Let me share some stats with you, on the Holmes-Rahe scale, a high stress level is around 100, whereas a very dangerous stress level is around 600. Most veteran missionaries live in the 600 range and newbies are up around 900! Wowzers. That’s a lot of stress.
February is often called the month of love, where roses, chocolates, and special dates reign supreme in lovers’ minds. With garland hearts strung in stores, groceries dressed up in red, and ads reminding us to get our special someone something special, my thoughts have been turning to the missionaries serving overseas. After having lived as a missionary under the stress listed above, I couldn’t help but think,
I wonder who is showing them they’re loved?
Reflecting on what Jesus has done for them, most missionaries would argue that they are just obeying Christ and don’t deserve any special appreciation. As a result, most would be too embarrassed to admit that they would be blessed through being appreciated, though some, such as this author, openly admit how much they want to hear from supporters.
Regardless of whether or not people feel they deserve it, when I look at the Bible, I read over and over again to encourage one another. I especially appreciate these verses:
1 Thes.5:11 “Therefore encourage one another and build each other up, just as in fact you are doing.”
Hebrews 3:13a “But exhort one another daily, while it is called today”
I believe those who are part of the body of Christ need to be thinking about our missionaries and showing them love and appreciation, and whenever possible, offering them help to relieve some of the stress that comes with living a life overseas.
Don’t know of a missionary to help? Ask your church missions board to direct you to some; most denominations financially support several missionaries. Don’t have a church missions board? Ask me. I’ll give you a few people to show love to!

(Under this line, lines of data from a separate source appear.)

//! Transport contract shared by both roles.
//!
//! The session cores never touch sockets.  They receive [`TransportEvent`]s
//! from whatever carries the frames and write back through a
//! [`TransportSink`].  The WebSocket adapters live in the application crates;
//! [`RecordingSink`] is an in-memory sink for tests and diagnostics.

use std::sync::atomic::{AtomicBool, Ordering};
use std::sync::Mutex;

use thiserror::Error;

/// Something that happened on a transport connection.
#[derive(Debug, Clone, PartialEq, Eq)]
pub enum TransportEvent {
    /// The connection is established and frames may be sent.
    Open,
    /// A text frame arrived.
    Message(String),
    /// The connection closed, cleanly or not.
    Closed(String),
    /// The connection failed.
    Error(String),
}

/// Errors returned by [`TransportSink::send`].
#[derive(Debug, Error, PartialEq, Eq)]
pub enum TransportError {
    /// The connection is already closed.
    #[error("transport is closed")]
    Closed,

    /// The frame could not be handed to the transport.
    #[error("send failed: {0}")]
    Send(String),

    /// The connection could not be established.
    #[error("connect failed: {0}")]
    Connect(String),
}

/// Outbound half of a transport connection.
pub trait TransportSink: Send + Sync {
    /// Queues one text frame for delivery, in order.
    fn send(&self, frame: String) -> Result<(), TransportError>;

    /// Closes the connection.  Idempotent.
    fn close(&self);
}

/// One call observed by a [`RecordingSink`].
#[derive(Debug, Clone, PartialEq, Eq)]
pub enum SinkOp {
    Send(String),
    Close,
}

/// A [`TransportSink`] that records every call in order.
///
/// Sends after `close()` fail with [`TransportError::Closed`] and are not
/// recorded.
#[derive(Debug, Default)]
pub struct RecordingSink {
    ops: Mutex<Vec<SinkOp>>,
    closed: AtomicBool,
}

impl RecordingSink {
    pub fn new() -> Self {
        Self::default()
    }

    /// All recorded operations, oldest first.
    pub fn ops(&self) -> Vec<SinkOp> {
        self.ops.lock().map(|ops| ops.clone()).unwrap_or_default()
    }

    /// Only the frames that were sent, oldest first.
    pub fn frames(&self) -> Vec<String> {
        self.ops()
            .into_iter()
            .filter_map(|op| match op {
                SinkOp::Send(frame) => Some(frame),
                SinkOp::Close => None,
            })
            .collect()
    }

    pub fn is_closed(&self) -> bool {
        self.closed.load(Ordering::SeqCst)
    }

    fn record(&self, op: SinkOp) {
        if let Ok(mut ops) = self.ops.lock() {
            ops.push(op);
        }
    }
}

impl TransportSink for RecordingSink {
    fn send(&self, frame: String) -> Result<(), TransportError> {
        if self.is_closed() {
            return Err(TransportError::Closed);
        }
        self.record(SinkOp::Send(frame));
        Ok(())
    }

    fn close(&self) {
        if !self.closed.swap(true, Ordering::SeqCst) {
            self.record(SinkOp::Close);
        }
    }
}

#[cfg(test)]
mod tests {
    use super::*;

    #[test]
    fn test_recording_sink_preserves_order() {
        // Arrange
        let sink = RecordingSink::new();

        // Act
        sink.send("a".into()).unwrap();
        sink.send("b".into()).unwrap();
        sink.close();

        // Assert
        assert_eq!(
            sink.ops(),
            vec![SinkOp::Send("a".into()), SinkOp::Send("b".into()), SinkOp::Close]
        );
    }

    #[test]
    fn test_send_after_close_fails() {
        let sink = RecordingSink::new();
        sink.close();
        assert_eq!(sink.send("late".into()), Err(TransportError::Closed));
        assert!(sink.frames().is_empty());
    }

    #[test]
    fn test_close_is_idempotent() {
        let sink = RecordingSink::new();
        sink.close();
        sink.close();
        assert_eq!(sink.ops(), vec![SinkOp::Close]);
    }
}
//! Application layer use cases for the receiver.
//!
//! # What use cases does the receiver have?
//!
//! - **`replay_input`** – Turns a decoded [`mirror_core::InputEvent`] into OS
//!   input.  Mouse moves are mapped onto the virtual desktop first.  The OS
//!   call itself is made by a `PlatformInputEmulator` implementation injected
//!   at construction time.
//!
//! - **`receiver_session`** – The responder side of the protocol: token check,
//!   operator approval, the single active peer, pause/resume and shutdown.

pub mod receiver_session;
pub mod replay_input;
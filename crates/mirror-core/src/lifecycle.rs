//! Lock-free lifecycle primitives shared between capture threads, transport
//! tasks and the session core.
//!
//! # Why atomics? (for beginners)
//!
//! The OS delivers captured input on its own thread, the WebSocket reader runs
//! on a tokio worker and the user presses "pause" on yet another thread.  All
//! of them need to read "are we paused?" on every event.  An atomic operation
//! is a CPU instruction that reads or writes a value as a single indivisible
//! step, so these checks never block and never observe a torn value.
//!
//! `Ordering::SeqCst` is used for the flags because they gate behaviour across
//! threads.  The counters are statistics only and use `Ordering::Relaxed`.

use std::sync::atomic::{AtomicBool, AtomicU64, Ordering};
use std::time::{Duration, Instant};

use crate::protocol::event::{InputEvent, InputEventKind};

/// Default minimum spacing between forwarded mouse moves (~60 Hz).
pub const DEFAULT_MOUSE_THROTTLE: Duration = Duration::from_millis(16);

// ── Flags ─────────────────────────────────────────────────────────────────────

/// Shared boolean state of one session.
#[derive(Debug, Default)]
pub struct SessionFlags {
    connected: AtomicBool,
    paused: AtomicBool,
    running: AtomicBool,
}

impl SessionFlags {
    pub fn new() -> Self {
        Self::default()
    }

    pub fn is_connected(&self) -> bool {
        self.connected.load(Ordering::SeqCst)
    }

    pub fn set_connected(&self, value: bool) {
        self.connected.store(value, Ordering::SeqCst);
    }

    pub fn is_paused(&self) -> bool {
        self.paused.load(Ordering::SeqCst)
    }

    /// Sets the pause flag and returns the previous value.
    pub fn set_paused(&self, value: bool) -> bool {
        self.paused.swap(value, Ordering::SeqCst)
    }

    pub fn is_running(&self) -> bool {
        self.running.load(Ordering::SeqCst)
    }

    pub fn set_running(&self, value: bool) {
        self.running.store(value, Ordering::SeqCst);
    }

    /// Returns `true` when input events may flow: connected and not paused.
    pub fn is_forwarding(&self) -> bool {
        self.is_connected() && !self.is_paused()
    }
}

// ── Counters ──────────────────────────────────────────────────────────────────

/// Point-in-time copy of an [`EventCounter`].
#[derive(Debug, Clone, Copy, PartialEq, Eq, Default)]
pub struct EventCounts {
    pub sent: u64,
    pub received: u64,
    pub dropped: u64,
    pub replay_failures: u64,
}

/// Monotonic per-session event statistics.
///
/// Each counter wraps at `u64::MAX` without panicking.
#[derive(Debug, Default)]
pub struct EventCounter {
    sent: AtomicU64,
    received: AtomicU64,
    dropped: AtomicU64,
    replay_failures: AtomicU64,
}

impl EventCounter {
    pub fn new() -> Self {
        Self::default()
    }

    /// An event was encrypted and handed to the transport.
    pub fn record_sent(&self) {
        self.sent.fetch_add(1, Ordering::Relaxed);
    }

    /// An event was decrypted, decoded and passed to the replay sink.
    pub fn record_received(&self) {
        self.received.fetch_add(1, Ordering::Relaxed);
    }

    /// An event was discarded (pause, throttle, undecryptable, undecodable).
    pub fn record_dropped(&self) {
        self.dropped.fetch_add(1, Ordering::Relaxed);
    }

    /// The replay sink reported a failure.
    pub fn record_replay_failure(&self) {
        self.replay_failures.fetch_add(1, Ordering::Relaxed);
    }

    /// Zeroes every counter, for the start of a new peer session.
    pub fn reset(&self) {
        self.sent.store(0, Ordering::Relaxed);
        self.received.store(0, Ordering::Relaxed);
        self.dropped.store(0, Ordering::Relaxed);
        self.replay_failures.store(0, Ordering::Relaxed);
    }

    pub fn snapshot(&self) -> EventCounts {
        EventCounts {
            sent: self.sent.load(Ordering::Relaxed),
            received: self.received.load(Ordering::Relaxed),
            dropped: self.dropped.load(Ordering::Relaxed),
            replay_failures: self.replay_failures.load(Ordering::Relaxed),
        }
    }
}

// ── Throttle ──────────────────────────────────────────────────────────────────

const NEVER: u64 = u64::MAX;

/// Source-side rate limiter for `MouseMove` events.
///
/// At most one move is admitted per `interval`; faster moves are dropped, not
/// queued, so the receiver always sees the freshest position.  Keyboard,
/// button and wheel events are always admitted.
#[derive(Debug)]
pub struct MouseMoveThrottle {
    interval_us: u64,
    epoch: Instant,
    last_us: AtomicU64,
}

impl MouseMoveThrottle {
    pub fn new(interval: Duration) -> Self {
        Self {
            interval_us: u64::try_from(interval.as_micros()).unwrap_or(u64::MAX),
            epoch: Instant::now(),
            last_us: AtomicU64::new(NEVER),
        }
    }

    /// Decides whether `event` may be forwarded now.
    pub fn admit(&self, event: &InputEvent) -> bool {
        self.admit_at(event, Instant::now())
    }

    /// Decides whether `event` may be forwarded at time `now`.
    pub fn admit_at(&self, event: &InputEvent, now: Instant) -> bool {
        if event.kind != InputEventKind::MouseMove {
            return true;
        }

        let now_us =
            u64::try_from(now.saturating_duration_since(self.epoch).as_micros()).unwrap_or(NEVER - 1);

        let mut last = self.last_us.load(Ordering::Relaxed);
        loop {
            if last != NEVER && now_us.saturating_sub(last) < self.interval_us {
                return false;
            }
            match self
                .last_us
                .compare_exchange_weak(last, now_us, Ordering::AcqRel, Ordering::Relaxed)
            {
                Ok(_) => return true,
                Err(actual) => last = actual,
            }
        }
    }

    /// Forgets the last admitted move so the next one passes immediately.
    pub fn reset(&self) {
        self.last_us.store(NEVER, Ordering::Relaxed);
    }
}

impl Default for MouseMoveThrottle {
    fn default() -> Self {
        Self::new(DEFAULT_MOUSE_THROTTLE)
    }
}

As a former missionary, I was very fortunate to have several people & churches blessing us along the way as the pictures show in this post. Please consider how you could bless a missionary today!
Here are some ideas:
Send them a handwritten card, send them money so they can purchase an imported treat they rarely get, send them some money to go on vacation—just make sure you tell them they have to spend it on a vacation, ask to chat with them on Skype, visit them, and an even bigger idea—have your church send a team to visit them and host a retreat conference of sorts w/child care workers, send them a loved one, remember their birthday, send them an e-mail—be sure to be careful how you word things as some are in countries hostile to Christianity and e-mail accounts can be hacked, send them their favorite TV series on DVD, post something on their Facebook wall reminding them they are thought of…the list could go on and on. Just be creative and think, What would I want if I couldn’t be back in the States for a few years? What would be encouraging to me? What would help relax me and decrease my stress level?
When they come back for furlough…
Offer them your stuff: your vehicle to drive, your home to stay in, your cottage for a retreat, you get the picture. If you have the means, offer.
Help them arrange doctor visits by getting them on the schedule before they arrive in the States—this will save them loads of time! Offer to babysit their kids, help them with medical expenses, take them out for a meal, have them over and ask meaningful questions about their time away, sit by a campfire/roast marshmallows—if they live in a busy city it could have been years since they have enjoyed nature in a setting like this, send the couple on a marriage retreat and watch their kids for them, purchase some of their wanted things for the trip back to the field—almost every missionary is going to pack some special items like spices, condiments, etc. Take them on a fun trip somewhere—local amusement park, canoe ride down the river, local fair—many would feel guilty paying for these things while raising funds.
Visit them—it’s hard to return to the States and not have your regular routine to fill up the hours—sure they’re busy, but only sometimes–they don’t usually have play dates, school, and other random stuff filling their hours like you do—it can be lonely, visit them! Pay for them to see a counselor outside of their organization/church—stress levels are high as I already pointed out and they sometimes need a safe person to process things with without feeling judged—let them know you understand this and then offer to pay for their expenses or watch their kids while they go (maybe their insurance already covers it, but they have no sitter for the kids). Once again, the list could go on and on. Think, If I were living out of a suitcase, what would be helpful to me? What is their situation like where they are serving and what have they not been able to do because of it?